Truecrypt
#1
While not hash based, would like to see truecrypt recovery. Dont make me bring up WPA as an arguement.
#2
I support this, would definitely wanna see truecrypt encrypted container suppport added.

The only problem may be the "extraction" of vital info from the container, since, afaik, we dont need all the container to start cracking.
So a program like aircrack-ng to convert *.cap -> *.hccap should do it?

Oh, and if it'll be implemented, there has to be some way to control the encryption scheme and key derivation algo, perhaps using flags, or predefined hashcracking modes ?
Like -m 1333a, -m 1333b etc.
But we would need 48 modes then (3 hashing algos, 8 encryption schemes, hidden/standard containers).
#3
definitely supporting this..
+1 vote
#4
I don't think specifying the encryption scheme makes any sense except in some rare cases where you really know what was used. Trying all the encryption schemes is quite feasible as that happens much faster as compared to the key strengthening part. Worst part though is that you have to try all the three key strengthening algos - PBKDF2 with sha512, whirpool and ripemd160. Since likely most of the volumes use the default sha512 one, I guess the sha512 support itself would suffice at least initially.
#5
Rolf, we're need only 512 bytes from TrueCrypt volume to start attack. For standard volumes that's 512 bytes from very beginning, so no problem at all to extract everything needed.

gat3way_, when using cascading encryption schemes we're need more output from PBKDF2 function (64 bytes per encryption algorithms, i. e. two 256-bits keys), thus making whole process slower. So limiting encryption algorithms can boost overall performance a lot if you're absolutely sure which algorithm was used.

Effectively, sha512/aes will be about 3x times faster than sha512/aes+twofish+serpent. PBKDF2/RIPEMD/2K iterations should be somewhere near PBKDF2/SHA512/1K speed while whirlpool looks like most GPU unfriendly algorithm here. Unless bitsliced version will be applicable.
#6
IvanG, I failed to take that into consideration Sad

I also just realized TC uses XTS mode....which is bad, keys twice longer, thus effective pbkdf2 iterations likely more than I expected Sad
#7
Good, good!

So, if only encrypted containers are attacked (not the hidden ones), only first half of a kilobyte is needed.
That's a bit more than hccap (which is 392 bytes), but still it's better.

Why is whirlpool GPU unfriendly ?
Does it use 64 bit ints or something ?

Oh, and IIRC, XTS is the ONLY mode which is not deprecated, so other modes should not be considered anymore (unless new, beter ones are discovered).
#8
Whirlpool is a completely different construct as compared to most hash types we're well familiar with (like MD4, MD5, SHA1/SHA2). It is not a Merkle-Damgard construction, instead it is based on a block cipher. And the block cipher is the problem because it has s-boxes. Situation somehow resembles the DES one.
#9
Any news about the support (or not) of Truecrypt in oclhashcat ?

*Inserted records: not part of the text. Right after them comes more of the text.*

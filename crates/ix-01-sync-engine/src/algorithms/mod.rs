//! # Algorithms
//!
//! Pure functions used by the orchestrator and resolver.

pub mod normalize;
pub mod round_plan;

pub use normalize::*;
pub use round_plan::*;
//! # Query API (Subsystem 02)
//!
//! Read-only HTTP access to indexed data and to the sync engine's
//! published status.
//!
//! | Route | Response |
//! |-------|----------|
//! | `GET /health` | `{"status":"ok"}` |
//! | `GET /blocks?limit=N` | latest blocks, height descending |
//! | `GET /blocks/:id` | block by height (numeric) or hash |
//! | `GET /blocks/:id/transactions` | transactions of one block |
//! | `GET /transactions?limit=N` | latest transactions |
//! | `GET /transactions/:txid` | one transaction |
//! | `GET /stats` | trailing-window transaction counts |
//! | `GET /status` | sync progress snapshot |
//! | `GET /metrics` | Prometheus text format |
//!
//! Handlers never write. Storage is reached through the `BlockReader`
//! port and sync progress through a `watch` receiver, so the API holds no
//! reference to the orchestrator.

pub mod domain;
pub mod handlers;
pub mod service;

pub use domain::{ApiConfig, ApiError, BlockView, QueryApiError, StatsView, StatusView, TransactionView};
pub use service::{AppState, QueryApiService};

Currently I only know http://code.google.com/p/truecrack/ which is only CUDA-based (and I have an ATI).
Does anybody know a soft for ATI-based cards ?

Thanks.
#10
hashkill does it (as far as the current git tree is concerned). It's not quite useful though - unless you know something about the password and/or the algos used. Whirlpool turned out to be a disaster on GPUs and twofish on the host side may also cap the cracking speed in certain scenarios. If you don't know what algorithms were used, you need to try all of them (3 hash algos, 3 ciphers and cascaded modes).

Here are some tables with speeds on 7970:
http://www.gat3way.eu/fde

So in most cases speed will be very low, about 2K c/s on 7970. That's of course if you try all algo combinations. You don't know what was used, because there is no plaintext header which contains such information. You may of course try the default settings where speed is much better (134K c/s) but that won't guarantee you anything unless you are sure about the default settings being used. You should take into consideration the possibility of a keyfile used and if you don't have the keyfile, cracking is impossible.

I think recovering volumes using keys from memory dumps (whenever possible) is much much much better option.